[Your objective] Take down each entry exactly as written.

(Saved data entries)
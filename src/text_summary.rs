use crate::model::{JobState, RunOutcome};

pub struct TextSummary {
    pub lines: Vec<String>,
}

/// Assemble the human-readable summary printed after a run in text mode.
pub fn build_text_summary(outcome: &RunOutcome) -> TextSummary {
    let mut lines = Vec::new();

    lines.push("ActivityInfo export".to_string());
    lines.push(format!(
        "  Database: {}",
        outcome
            .database_label
            .as_deref()
            .filter(|l| !l.trim().is_empty())
            .unwrap_or(&outcome.database_id)
    ));
    lines.push(format!("  Form:     {}", outcome.form_display_label()));
    lines.push(format!(
        "  Format:   {}",
        outcome.format.as_resource_format()
    ));
    lines.push(format!("  Job:      {} ({})", outcome.job_id, outcome.state));
    lines.push(format!(
        "  Elapsed:  {:.1}s",
        outcome.elapsed_ms as f64 / 1000.0
    ));

    match outcome.download_url.as_deref() {
        Some(url) => lines.push(format!("  Download: {url}")),
        None if outcome.state == JobState::Completed => {
            lines.push("  Download completed but no download URL provided".to_string());
        }
        None => {}
    }

    if !outcome.draft.fields().is_empty() {
        lines.push("Resource draft:".to_string());
        for field in outcome.draft.fields() {
            lines.push(format!("  {}: {}", field.field, field.value));
        }
    }

    if let Some(comments) = outcome.comments.as_deref() {
        lines.push(format!("Comments: {comments}"));
    }

    TextSummary { lines }
}

#[cfg(test)]
mod tests {
    use super::*;
    use crate::apply::ResourceDraft;
    use crate::model::ExportFormat;

    fn outcome(url: Option<&str>) -> RunOutcome {
        RunOutcome {
            timestamp_utc: "2026-01-01T00:00:00Z".to_string(),
            base_url: "https://portal.example.org".to_string(),
            run_id: "r1".to_string(),
            comments: None,
            database_id: "d1".to_string(),
            database_label: Some("Ops".to_string()),
            form_id: "f1".to_string(),
            form_label: Some("Survey".to_string()),
            format: ExportFormat::Csv,
            job_id: "j1".to_string(),
            state: JobState::Completed,
            percent_complete: 100,
            download_url: url.map(str::to_string),
            elapsed_ms: 4200,
            draft: ResourceDraft::default(),
            changed_fields: Vec::new(),
        }
    }

    #[test]
    fn summary_shows_download_url() {
        let summary = build_text_summary(&outcome(Some("https://x/dl.csv")));
        assert!(summary
            .lines
            .iter()
            .any(|l| l.contains("https://x/dl.csv")));
    }

    #[test]
    fn completed_without_url_gets_a_warning_line() {
        let summary = build_text_summary(&outcome(None));
        assert!(summary
            .lines
            .iter()
            .any(|l| l.contains("no download URL provided")));
    }
}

[Response to this task]
filename src/text_summary.rs
use crate::model::{JobState, RunOutcome};

pub struct TextSummary {
    pub lines: Vec<String>,
}

/// Assemble the human-readable summary printed after a run in text mode.
pub fn build_text_summary(outcome: &RunOutcome) -> TextSummary {
    let mut lines = Vec::new();

    lines.push("ActivityInfo export".to_string());
    lines.push(format!(
        "  Database: {}",
        outcome
            .database_label
            .as_deref()
            .filter(|l| !l.trim().is_empty())
            .unwrap_or(&outcome.database_id)
    ));
    lines.push(format!("  Form:     {}", outcome.form_display_label()));
    lines.push(format!(
        "  Format:   {}",
        outcome.format.as_resource_format()
    ));
    lines.push(format!("  Job:      {} ({})", outcome.job_id, outcome.state));
    lines.push(format!(
        "  Elapsed:  {:.1}s",
        outcome.elapsed_ms as f64 / 1000.0
    ));

    match outcome.download_url.as_deref() {
        Some(url) => lines.push(format!("  Download: {url}")),
        None if outcome.state == JobState::Completed => {
            lines.push("  Download completed but no download URL provided".to_string());
        }
        None => {}
    }

    if !outcome.draft.fields().is_empty() {
        lines.push("Resource draft:".to_string());
        for field in outcome.draft.fields() {
            lines.push(format!("  {}: {}", field.field, field.value));
        }
    }

    if let Some(comments) = outcome.comments.as_deref() {
        lines.push(format!("Comments: {comments}"));
    }

    TextSummary { lines }
}

#[cfg(test)]
mod tests {
    use super::*;
    use crate::apply::ResourceDraft;
    use crate::model::ExportFormat;

    fn outcome(url: Option<&str>) -> RunOutcome {
        RunOutcome {
            timestamp_utc: "2026-01-01T00:00:00Z".to_string(),
            base_url: "https://portal.example.org".to_string(),
            run_id: "r1".to_string(),
            comments: None,
            database_id: "d1".to_string(),
            database_label: Some("Ops".to_string()),
            form_id: "f1".to_string(),
            form_label: Some("Survey".to_string()),
            format: ExportFormat::Csv,
            job_id: "j1".to_string(),
            state: JobState::Completed,
            percent_complete: 100,
            download_url: url.map(str::to_string),
            elapsed_ms: 4200,
            draft: ResourceDraft::default(),
            changed_fields: Vec::new(),
        }
    }

    #[test]
    fn summary_shows_download_url() {
        let summary = build_text_summary(&outcome(Some("https://x/dl.csv")));
        assert!(summary
            .lines
            .iter()
            .any(|l| l.contains("https://x/dl.csv")));
    }

    #[test]
    fn completed_without_url_gets_a_warning_line() {
        let summary = build_text_summary(&outcome(None));
        assert!(summary
            .lines
            .iter()
            .any(|l| l.contains("no download URL provided")));
    }
}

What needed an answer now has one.